** Opening Input for this task block **
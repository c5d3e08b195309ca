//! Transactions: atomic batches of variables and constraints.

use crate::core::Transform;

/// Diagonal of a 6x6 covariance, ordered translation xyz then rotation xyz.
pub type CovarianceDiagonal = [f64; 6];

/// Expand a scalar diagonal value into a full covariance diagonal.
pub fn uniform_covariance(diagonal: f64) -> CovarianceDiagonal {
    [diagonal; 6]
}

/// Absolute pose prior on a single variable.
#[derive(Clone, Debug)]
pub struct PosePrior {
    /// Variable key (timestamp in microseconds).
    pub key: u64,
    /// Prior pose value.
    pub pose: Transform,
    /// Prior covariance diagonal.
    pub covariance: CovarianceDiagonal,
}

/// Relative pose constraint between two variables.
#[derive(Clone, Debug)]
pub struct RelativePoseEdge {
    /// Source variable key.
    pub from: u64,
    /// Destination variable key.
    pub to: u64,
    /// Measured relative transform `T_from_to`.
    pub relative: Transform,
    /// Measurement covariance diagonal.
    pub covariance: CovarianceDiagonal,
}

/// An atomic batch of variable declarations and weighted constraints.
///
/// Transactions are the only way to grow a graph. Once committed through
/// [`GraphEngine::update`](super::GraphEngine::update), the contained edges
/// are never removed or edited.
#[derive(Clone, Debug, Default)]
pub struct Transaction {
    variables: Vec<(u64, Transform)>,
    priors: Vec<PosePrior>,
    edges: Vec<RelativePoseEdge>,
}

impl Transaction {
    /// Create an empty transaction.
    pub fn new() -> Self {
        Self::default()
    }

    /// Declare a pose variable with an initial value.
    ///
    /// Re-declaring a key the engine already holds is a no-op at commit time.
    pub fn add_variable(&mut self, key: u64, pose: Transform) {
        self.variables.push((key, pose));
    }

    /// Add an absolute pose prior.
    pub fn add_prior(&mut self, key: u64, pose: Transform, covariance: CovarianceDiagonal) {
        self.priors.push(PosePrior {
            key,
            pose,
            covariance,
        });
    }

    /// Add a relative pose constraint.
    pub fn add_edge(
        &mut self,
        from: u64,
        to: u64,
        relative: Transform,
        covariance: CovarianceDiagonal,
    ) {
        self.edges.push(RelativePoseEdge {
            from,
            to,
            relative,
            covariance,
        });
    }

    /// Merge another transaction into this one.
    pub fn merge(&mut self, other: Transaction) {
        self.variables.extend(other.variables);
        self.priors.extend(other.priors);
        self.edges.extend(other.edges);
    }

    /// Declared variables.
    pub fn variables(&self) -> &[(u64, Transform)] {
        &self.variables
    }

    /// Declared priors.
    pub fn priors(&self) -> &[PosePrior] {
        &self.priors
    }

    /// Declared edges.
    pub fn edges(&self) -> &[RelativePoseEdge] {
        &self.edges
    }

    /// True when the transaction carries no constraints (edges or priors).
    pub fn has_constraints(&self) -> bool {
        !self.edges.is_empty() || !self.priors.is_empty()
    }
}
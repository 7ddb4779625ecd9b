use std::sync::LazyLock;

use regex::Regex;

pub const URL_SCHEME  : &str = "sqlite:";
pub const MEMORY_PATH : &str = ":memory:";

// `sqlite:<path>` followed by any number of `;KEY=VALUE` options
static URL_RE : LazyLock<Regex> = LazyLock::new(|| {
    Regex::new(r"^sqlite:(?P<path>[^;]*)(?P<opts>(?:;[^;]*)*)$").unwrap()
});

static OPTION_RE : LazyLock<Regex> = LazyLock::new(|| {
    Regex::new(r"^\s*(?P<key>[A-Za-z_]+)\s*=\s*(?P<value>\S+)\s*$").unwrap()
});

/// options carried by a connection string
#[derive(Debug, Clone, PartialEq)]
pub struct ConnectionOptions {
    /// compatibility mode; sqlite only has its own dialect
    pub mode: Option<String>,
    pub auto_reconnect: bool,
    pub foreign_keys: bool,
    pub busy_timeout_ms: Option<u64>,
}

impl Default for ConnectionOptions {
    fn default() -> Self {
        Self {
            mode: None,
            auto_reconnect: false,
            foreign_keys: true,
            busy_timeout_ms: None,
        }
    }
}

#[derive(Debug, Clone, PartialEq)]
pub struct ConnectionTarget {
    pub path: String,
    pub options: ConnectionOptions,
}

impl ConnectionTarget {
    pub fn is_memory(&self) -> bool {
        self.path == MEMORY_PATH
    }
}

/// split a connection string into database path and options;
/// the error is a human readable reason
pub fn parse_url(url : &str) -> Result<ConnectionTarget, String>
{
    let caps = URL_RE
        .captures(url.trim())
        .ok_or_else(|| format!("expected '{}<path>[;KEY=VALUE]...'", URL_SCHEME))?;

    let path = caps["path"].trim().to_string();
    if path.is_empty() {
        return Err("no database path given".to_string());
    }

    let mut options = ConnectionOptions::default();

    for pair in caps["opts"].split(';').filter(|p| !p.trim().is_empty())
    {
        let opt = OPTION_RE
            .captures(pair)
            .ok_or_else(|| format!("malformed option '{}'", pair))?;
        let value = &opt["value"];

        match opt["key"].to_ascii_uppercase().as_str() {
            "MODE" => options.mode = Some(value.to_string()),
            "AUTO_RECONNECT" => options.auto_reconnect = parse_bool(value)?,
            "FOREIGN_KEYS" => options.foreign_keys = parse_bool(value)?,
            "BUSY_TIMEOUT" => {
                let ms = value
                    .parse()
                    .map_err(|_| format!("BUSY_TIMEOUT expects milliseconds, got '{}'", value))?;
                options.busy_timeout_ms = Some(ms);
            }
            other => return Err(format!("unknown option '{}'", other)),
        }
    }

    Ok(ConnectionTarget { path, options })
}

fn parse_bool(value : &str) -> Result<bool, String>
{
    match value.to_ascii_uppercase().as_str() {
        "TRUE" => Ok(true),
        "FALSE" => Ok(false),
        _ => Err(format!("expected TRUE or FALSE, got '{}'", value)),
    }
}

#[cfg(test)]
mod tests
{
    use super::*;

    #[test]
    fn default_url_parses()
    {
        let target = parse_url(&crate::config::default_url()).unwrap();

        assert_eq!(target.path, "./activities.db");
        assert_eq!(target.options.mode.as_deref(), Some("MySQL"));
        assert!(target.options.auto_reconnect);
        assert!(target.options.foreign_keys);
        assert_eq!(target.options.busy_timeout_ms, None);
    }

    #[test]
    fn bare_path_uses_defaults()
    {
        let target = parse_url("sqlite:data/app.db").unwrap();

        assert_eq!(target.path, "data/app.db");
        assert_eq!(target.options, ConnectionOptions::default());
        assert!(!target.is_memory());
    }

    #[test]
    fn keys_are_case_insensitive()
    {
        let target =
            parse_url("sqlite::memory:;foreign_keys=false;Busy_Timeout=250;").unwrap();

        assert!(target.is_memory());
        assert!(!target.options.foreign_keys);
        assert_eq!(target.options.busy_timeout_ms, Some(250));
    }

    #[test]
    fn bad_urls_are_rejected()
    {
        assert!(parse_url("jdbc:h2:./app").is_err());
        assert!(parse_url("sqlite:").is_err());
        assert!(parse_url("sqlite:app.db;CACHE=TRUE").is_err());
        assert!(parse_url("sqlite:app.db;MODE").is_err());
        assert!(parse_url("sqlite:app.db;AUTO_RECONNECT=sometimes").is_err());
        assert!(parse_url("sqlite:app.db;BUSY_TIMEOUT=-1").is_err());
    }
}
** Closing Input for this task block **
Exercise brief - The answer consists of every line above in which the word "Regex" occurs.

Response below -
use regex::Regex;
static URL_RE : LazyLock<Regex> = LazyLock::new(|| {
    Regex::new(r"^sqlite:(?P<path>[^;]*)(?P<opts>(?:;[^;]*)*)$").unwrap()
static OPTION_RE : LazyLock<Regex> = LazyLock::new(|| {
    Regex::new(r"^\s*(?P<key>[A-Za-z_]+)\s*=\s*(?P<value>\S+)\s*$").unwrap()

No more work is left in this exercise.